ASSIGNMENT: Skip every line before the one containing "fn to_bytes(&self) ->", then copy that line and the rest of the entries below exactly, through the last line.

Stored items:
----

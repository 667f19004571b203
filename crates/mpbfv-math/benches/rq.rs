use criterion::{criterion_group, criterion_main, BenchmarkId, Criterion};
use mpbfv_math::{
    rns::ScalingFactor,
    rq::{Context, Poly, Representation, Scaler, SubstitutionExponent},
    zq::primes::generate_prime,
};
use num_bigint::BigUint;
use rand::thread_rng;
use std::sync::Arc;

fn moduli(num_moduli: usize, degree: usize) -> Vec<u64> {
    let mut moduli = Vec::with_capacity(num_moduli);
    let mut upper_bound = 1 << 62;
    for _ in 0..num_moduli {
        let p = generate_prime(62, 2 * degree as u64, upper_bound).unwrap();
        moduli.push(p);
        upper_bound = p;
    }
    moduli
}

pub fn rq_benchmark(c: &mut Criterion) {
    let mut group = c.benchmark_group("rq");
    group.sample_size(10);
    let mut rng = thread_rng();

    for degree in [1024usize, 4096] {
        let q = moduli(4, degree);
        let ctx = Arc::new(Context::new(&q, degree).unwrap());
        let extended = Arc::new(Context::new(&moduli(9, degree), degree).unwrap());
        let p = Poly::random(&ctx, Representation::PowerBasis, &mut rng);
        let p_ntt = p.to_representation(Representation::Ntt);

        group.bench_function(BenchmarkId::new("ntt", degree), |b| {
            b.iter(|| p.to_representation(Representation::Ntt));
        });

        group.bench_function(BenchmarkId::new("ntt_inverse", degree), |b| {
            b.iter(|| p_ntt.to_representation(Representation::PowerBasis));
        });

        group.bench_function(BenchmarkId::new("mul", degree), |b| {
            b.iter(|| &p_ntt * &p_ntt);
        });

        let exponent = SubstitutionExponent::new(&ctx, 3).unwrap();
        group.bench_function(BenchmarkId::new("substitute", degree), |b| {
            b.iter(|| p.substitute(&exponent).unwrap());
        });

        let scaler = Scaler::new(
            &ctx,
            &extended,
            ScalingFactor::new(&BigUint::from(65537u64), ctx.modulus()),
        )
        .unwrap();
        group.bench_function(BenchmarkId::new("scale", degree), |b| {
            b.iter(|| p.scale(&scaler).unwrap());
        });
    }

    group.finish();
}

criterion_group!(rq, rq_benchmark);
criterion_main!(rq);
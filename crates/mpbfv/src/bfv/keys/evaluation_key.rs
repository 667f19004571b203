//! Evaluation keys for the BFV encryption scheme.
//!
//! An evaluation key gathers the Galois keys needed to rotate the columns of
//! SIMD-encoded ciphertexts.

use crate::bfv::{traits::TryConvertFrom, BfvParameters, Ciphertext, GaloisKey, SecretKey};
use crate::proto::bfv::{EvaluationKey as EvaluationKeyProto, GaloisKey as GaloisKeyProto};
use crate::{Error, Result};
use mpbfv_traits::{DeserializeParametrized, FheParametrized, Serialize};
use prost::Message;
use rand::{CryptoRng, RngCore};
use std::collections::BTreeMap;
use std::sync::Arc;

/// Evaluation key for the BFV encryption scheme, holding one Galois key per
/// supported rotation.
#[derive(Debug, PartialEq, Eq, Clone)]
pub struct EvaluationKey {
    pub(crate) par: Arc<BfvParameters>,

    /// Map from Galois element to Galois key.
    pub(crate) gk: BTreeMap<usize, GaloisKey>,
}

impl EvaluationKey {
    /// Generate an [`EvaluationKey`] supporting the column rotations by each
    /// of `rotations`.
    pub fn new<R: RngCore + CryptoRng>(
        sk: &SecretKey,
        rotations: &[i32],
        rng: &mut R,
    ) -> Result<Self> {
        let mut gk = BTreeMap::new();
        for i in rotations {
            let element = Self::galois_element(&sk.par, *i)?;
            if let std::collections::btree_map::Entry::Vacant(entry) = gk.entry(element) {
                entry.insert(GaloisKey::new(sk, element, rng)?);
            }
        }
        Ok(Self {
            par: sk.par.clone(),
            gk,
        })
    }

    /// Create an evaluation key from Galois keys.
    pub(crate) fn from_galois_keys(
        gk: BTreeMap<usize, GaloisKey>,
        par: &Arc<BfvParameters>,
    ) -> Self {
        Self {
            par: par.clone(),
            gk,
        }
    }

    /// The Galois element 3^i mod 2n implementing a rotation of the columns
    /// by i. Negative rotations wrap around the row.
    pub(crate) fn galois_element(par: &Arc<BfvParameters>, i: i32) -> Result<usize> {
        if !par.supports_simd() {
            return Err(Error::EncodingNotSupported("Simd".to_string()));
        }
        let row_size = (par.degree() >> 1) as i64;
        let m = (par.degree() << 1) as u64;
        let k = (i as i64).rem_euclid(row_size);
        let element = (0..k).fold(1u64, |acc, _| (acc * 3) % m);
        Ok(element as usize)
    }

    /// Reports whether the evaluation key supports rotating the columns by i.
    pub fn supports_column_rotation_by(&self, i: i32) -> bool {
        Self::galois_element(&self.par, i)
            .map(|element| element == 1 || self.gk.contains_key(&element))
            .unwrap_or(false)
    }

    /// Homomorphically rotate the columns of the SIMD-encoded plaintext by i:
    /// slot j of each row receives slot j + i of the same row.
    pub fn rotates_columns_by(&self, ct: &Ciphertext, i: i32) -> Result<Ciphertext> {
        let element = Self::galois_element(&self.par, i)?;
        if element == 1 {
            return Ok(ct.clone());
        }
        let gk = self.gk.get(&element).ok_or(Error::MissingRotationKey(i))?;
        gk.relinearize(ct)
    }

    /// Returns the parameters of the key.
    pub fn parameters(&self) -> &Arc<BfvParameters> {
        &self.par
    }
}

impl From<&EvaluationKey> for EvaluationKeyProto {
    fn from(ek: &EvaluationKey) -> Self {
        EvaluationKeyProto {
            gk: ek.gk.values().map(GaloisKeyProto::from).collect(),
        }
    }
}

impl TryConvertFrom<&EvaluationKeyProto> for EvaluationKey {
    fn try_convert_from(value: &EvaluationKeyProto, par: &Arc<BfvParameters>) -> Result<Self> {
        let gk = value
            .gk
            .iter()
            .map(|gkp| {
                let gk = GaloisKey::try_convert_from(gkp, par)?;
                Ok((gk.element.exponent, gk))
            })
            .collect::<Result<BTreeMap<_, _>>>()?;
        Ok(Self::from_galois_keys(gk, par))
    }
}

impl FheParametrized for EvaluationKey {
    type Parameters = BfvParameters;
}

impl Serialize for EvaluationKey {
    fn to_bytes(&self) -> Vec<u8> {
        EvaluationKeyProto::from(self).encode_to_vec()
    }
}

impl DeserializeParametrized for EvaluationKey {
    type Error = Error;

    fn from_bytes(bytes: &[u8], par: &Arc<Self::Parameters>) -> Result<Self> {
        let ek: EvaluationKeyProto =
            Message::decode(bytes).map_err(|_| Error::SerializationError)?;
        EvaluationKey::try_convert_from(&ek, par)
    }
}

----

ANSWER:
    fn to_bytes(&self) -> Vec<u8> {
        EvaluationKeyProto::from(self).encode_to_vec()
    }
}

impl DeserializeParametrized for EvaluationKey {
    type Error = Error;

    fn from_bytes(bytes: &[u8], par: &Arc<Self::Parameters>) -> Result<Self> {
        let ek: EvaluationKeyProto =
            Message::decode(bytes).map_err(|_| Error::SerializationError)?;
        EvaluationKey::try_convert_from(&ek, par)
    }
}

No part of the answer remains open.